Peruvian-born artist (born 1957)

Javier Tapia (born 1957) is a Peruvian artist and painter.

== Biography ==
Javier Tapia was born in 1957 in Lima, Peru, and grew up in a period of upheaval when guerrilla warfare dominated political and social movements across the country. He moved to the United States in the 1980s, witnessing various phases of humanity: good and evil, intellectual and primitive, connected and separate. Tapia takes these studio themes as abstract shapes and broad strokes to serve as a metaphor for chaos and control, or structure and disorder. In the tradition of the Peruvian Textile, he overlaps, subtracts, and reworks the watercolors, flipping the paper out as bold colors emerge like carvings.
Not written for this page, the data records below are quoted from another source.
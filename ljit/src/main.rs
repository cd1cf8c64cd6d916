use std::path::{Path, PathBuf};
use structopt::StructOpt;
use tracing::Level;
use ljit::{Compilation, Config, Hex, RunFailure};

mod repl;

type Error = Box<dyn std::error::Error>;
type Result<T, E = Error> = std::result::Result<T, E>;

/// A small Lisp compiled straight to x86-64 machine code.
#[derive(Debug, StructOpt)]
#[structopt(name = "ljit")]
struct Opt {
    /// Heap size in 8-byte words; a program that allocates more corrupts memory
    #[structopt(long, default_value = "65536", global = true)]
    heap_words: usize,
    /// Log more; repeat for more detail
    #[structopt(short, long, parse(from_occurrences), global = true)]
    verbose: u8,
    #[structopt(subcommand)]
    command: Command,
}

#[derive(Debug, StructOpt)]
enum Command {
    /// Compile and run a program, then print its value
    Run {
        #[structopt(parse(from_os_str))]
        file: PathBuf,
    },
    /// Print the machine code of a program
    Asm {
        #[structopt(parse(from_os_str))]
        file: PathBuf,
        /// Also print the decoded instructions
        #[structopt(long)]
        disasm: bool,
    },
    /// Read, compile and evaluate expressions one line at a time
    Repl {
        /// `eval` runs each line, `asm` prints its machine code
        #[structopt(long, default_value = "eval", possible_values = &["eval", "asm"])]
        mode: repl::Mode,
    },
}

fn main() -> Result<()> {
    let opt = Opt::from_args();
    init_tracing(match opt.verbose {
        0 => Level::WARN,
        1 => Level::INFO,
        2 => Level::DEBUG,
        _ => Level::TRACE,
    });
    let config = Config {
        heap_words: opt.heap_words,
        ..Config::default()
    };
    match opt.command {
        Command::Run { file } => run(&file, &config),
        Command::Asm { file, disasm } => asm(&file, disasm, &config),
        Command::Repl { mode } => repl::repl(mode, &config),
    }
}

fn init_tracing(level: Level) {
    let _ = tracing_subscriber::fmt()
        .without_time()
        .with_target(false)
        .with_max_level(level)
        .with_writer(std::io::stderr)
        .try_init();
}

fn run(path: &Path, config: &Config) -> Result<()> {
    let source = std::fs::read_to_string(path)?;
    let mut compilation = Compilation::from_source(&source);
    // SAFETY: none for programs that outgrow --heap-words; their extra pairs
    // are written past the heap into whatever this process has mapped there
    match unsafe { compilation.run(config) } {
        Ok(value) => {
            println!("{}", value);
            Ok(())
        }
        Err(RunFailure::Diagnostic(error)) => {
            ljit::diagnostics::print_errors(&path.to_string_lossy(), &source, std::iter::once(error))?;
            std::process::exit(1);
        }
        Err(RunFailure::Runtime(error)) => Err(error.into()),
    }
}

fn asm(path: &Path, disasm: bool, config: &Config) -> Result<()> {
    let source = std::fs::read_to_string(path)?;
    let mut compilation = Compilation::from_source(&source);
    match compilation.assemble(config.buffer_capacity) {
        Ok(code) => {
            println!("{}", Hex(code.bytes()));
            if disasm {
                print!("{}", ljit::disassemble(code.bytes()));
            }
            Ok(())
        }
        Err(error) => {
            ljit::diagnostics::print_errors(&path.to_string_lossy(), &source, std::iter::once(error))?;
            std::process::exit(1);
        }
    }
}
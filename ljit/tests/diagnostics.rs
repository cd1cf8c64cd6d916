use ljit::Compilation;

#[test]
fn no_errors() {
    let mut compilation = Compilation::from_source(r#"
        ; length of a list
        (labels ((length (code (l)
                          (if (nil? l)
                              0
                              (add1 (labelcall length (cdr l)))))))
          (labelcall length (cons 1 (cons 2 ()))))
    "#);

    let diagnostics = compilation.errors().collect::<Vec<_>>();

    assert!(diagnostics.is_empty());
}

#[test]
fn error_points_at_symbol() {
    let source = "(let ((count 1))\n  (+ cuont 1))";
    let mut compilation = Compilation::from_source(source);

    let diagnostics = compilation.errors().collect::<Vec<_>>();

    assert_eq!(diagnostics.len(), 1);
    assert_eq!(&source[diagnostics[0].span.source_range()], "cuont");
    assert_eq!(diagnostics[0].message, "unbound variable `cuont`");
}

#[test]
fn reader_error_stops_compilation() {
    let mut compilation = Compilation::from_source("(add1 x");

    let diagnostics = compilation.errors().collect::<Vec<_>>();

    assert_eq!(diagnostics.len(), 1);
    assert_eq!(diagnostics[0].message, "list is never closed");
    assert_eq!(diagnostics[0].span.source_range(), 0..7);
}
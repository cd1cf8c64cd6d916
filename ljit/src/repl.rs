use std::io::{self, BufRead, Write};
use std::str::FromStr;
use ljit::{Compilation, Config, Hex, RunFailure};
use crate::Result;

#[derive(Debug, Clone, Copy, PartialEq, Eq)]
pub enum Mode {
    Eval,
    Asm,
}

impl FromStr for Mode {
    type Err = String;

    fn from_str(s: &str) -> Result<Mode, String> {
        match s {
            "eval" => Ok(Mode::Eval),
            "asm" => Ok(Mode::Asm),
            _ => Err(format!("unknown mode `{}`", s)),
        }
    }
}

#[derive(Debug, PartialEq)]
enum Response {
    Printed(String),
    Failed(&'static str, ljit::Error),
}

pub fn repl(mode: Mode, config: &Config) -> Result<()> {
    let stdin = io::stdin();
    let mut lines = stdin.lock().lines();
    let mut stdout = io::stdout();
    loop {
        write!(stdout, "lisp> ")?;
        stdout.flush()?;
        let line = match lines.next() {
            Some(line) => line?,
            None => {
                writeln!(stdout, "Goodbye.")?;
                return Ok(());
            }
        };
        if line.trim().is_empty() {
            continue;
        }
        match respond(&line, mode, config) {
            Response::Printed(text) => writeln!(stdout, "{}", text)?,
            Response::Failed(summary, error) => {
                ljit::diagnostics::print_errors("<repl>", &line, std::iter::once(error))?;
                writeln!(stdout, "{}", summary)?;
            }
        }
    }
}

fn respond(line: &str, mode: Mode, config: &Config) -> Response {
    let mut compilation = Compilation::from_source(line);
    let node = match compilation.read() {
        Ok(node) => node,
        Err(error) => return Response::Failed("Parse error.", error),
    };
    match mode {
        Mode::Asm => {
            // `labels` only exists at the top of an entry
            let arena = compilation.arena();
            let entry = node.is_pair() && arena.is_symbol_named(arena.car(node), "labels");
            let code = if entry {
                compilation.assemble(config.buffer_capacity)
            } else {
                compilation.assemble_expr(config.buffer_capacity)
            };
            match code {
                Ok(code) => Response::Printed(Hex(code.bytes()).to_string()),
                Err(error) => Response::Failed("Compile error.", error),
            }
        }
        // SAFETY: same contract as `ljit run`
        Mode::Eval => match unsafe { compilation.run(config) } {
            Ok(value) => Response::Printed(value.to_string()),
            Err(RunFailure::Diagnostic(error)) => Response::Failed("Compile error.", error),
            Err(RunFailure::Runtime(error)) => Response::Printed(format!("Runtime error: {}.", error)),
        },
    }
}
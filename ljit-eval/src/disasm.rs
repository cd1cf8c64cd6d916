use std::fmt::Write;
use iced_x86::{Decoder, DecoderOptions, Formatter, Instruction, NasmFormatter};
use crate::buffer::Hex;

/// One line per instruction: offset, raw bytes and NASM syntax.
pub fn disassemble(code: &[u8]) -> String {
    let mut decoder = Decoder::with_ip(64, code, 0, DecoderOptions::NONE);
    let mut formatter = NasmFormatter::new();
    formatter.options_mut().set_hex_prefix("0x");
    formatter.options_mut().set_hex_suffix("");
    formatter.options_mut().set_space_after_operand_separator(true);

    let mut out = String::new();
    let mut text = String::new();
    let mut hex = String::new();
    let mut instruction = Instruction::default();
    while decoder.can_decode() {
        decoder.decode_out(&mut instruction);
        text.clear();
        formatter.format(&instruction, &mut text);
        let start = instruction.ip() as usize;
        let bytes = &code[start..start + instruction.len()];
        hex.clear();
        let _ = write!(hex, "{}", Hex(bytes));
        let _ = writeln!(out, "{:4x}:  {:<30}{}", start, hex, text);
    }
    out
}

#[cfg(test)]
mod tests {
    use super::*;

    #[test]
    fn formats_each_instruction() {
        let code = [0x48, 0xc7, 0xc0, 0x04, 0x00, 0x00, 0x00, 0xc3];
        let text = disassemble(&code);
        let lines = text.lines().collect::<Vec<_>>();
        assert_eq!(lines.len(), 2);
        assert!(lines[0].starts_with("   0:  48 c7 c0 04 00 00 00"), "{}", lines[0]);
        assert!(lines[0].ends_with("mov rax, 4"), "{}", lines[0]);
        assert!(lines[1].starts_with("   7:  c3"), "{}", lines[1]);
        assert!(lines[1].ends_with("ret"), "{}", lines[1]);
    }

    #[test]
    fn instruction_text_starts_in_one_column() {
        let code = [
            0x48, 0x89, 0xfe,
            0x48, 0x81, 0xc6, 0x10, 0x00, 0x00, 0x00,
            0xc3,
        ];
        let text = disassemble(&code);
        let columns = text.lines().map(|line| &line[37..]).collect::<Vec<_>>();
        assert_eq!(columns, ["mov rsi, rdi", "add rsi, 0x10", "ret"]);
    }

    #[test]
    fn empty_code() {
        assert_eq!(disassemble(&[]), "");
    }
}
The active ingredients emit physically; Work becomes energetic, on the verge of chaos, but organized in the constraints of paperwork. He currently lives in Richmond, Virginia and works in the Virginia Commonwealth University's Faculty of Painting and Print Production, where he has been teaching since 1988.

== Education ==
From 1984 to 1987, Tapia studied at the University of Texas at Austin, where he earned his Bachelor of Fine Arts and Master of Fine Arts and was a recipient of a Presidential Scholarship.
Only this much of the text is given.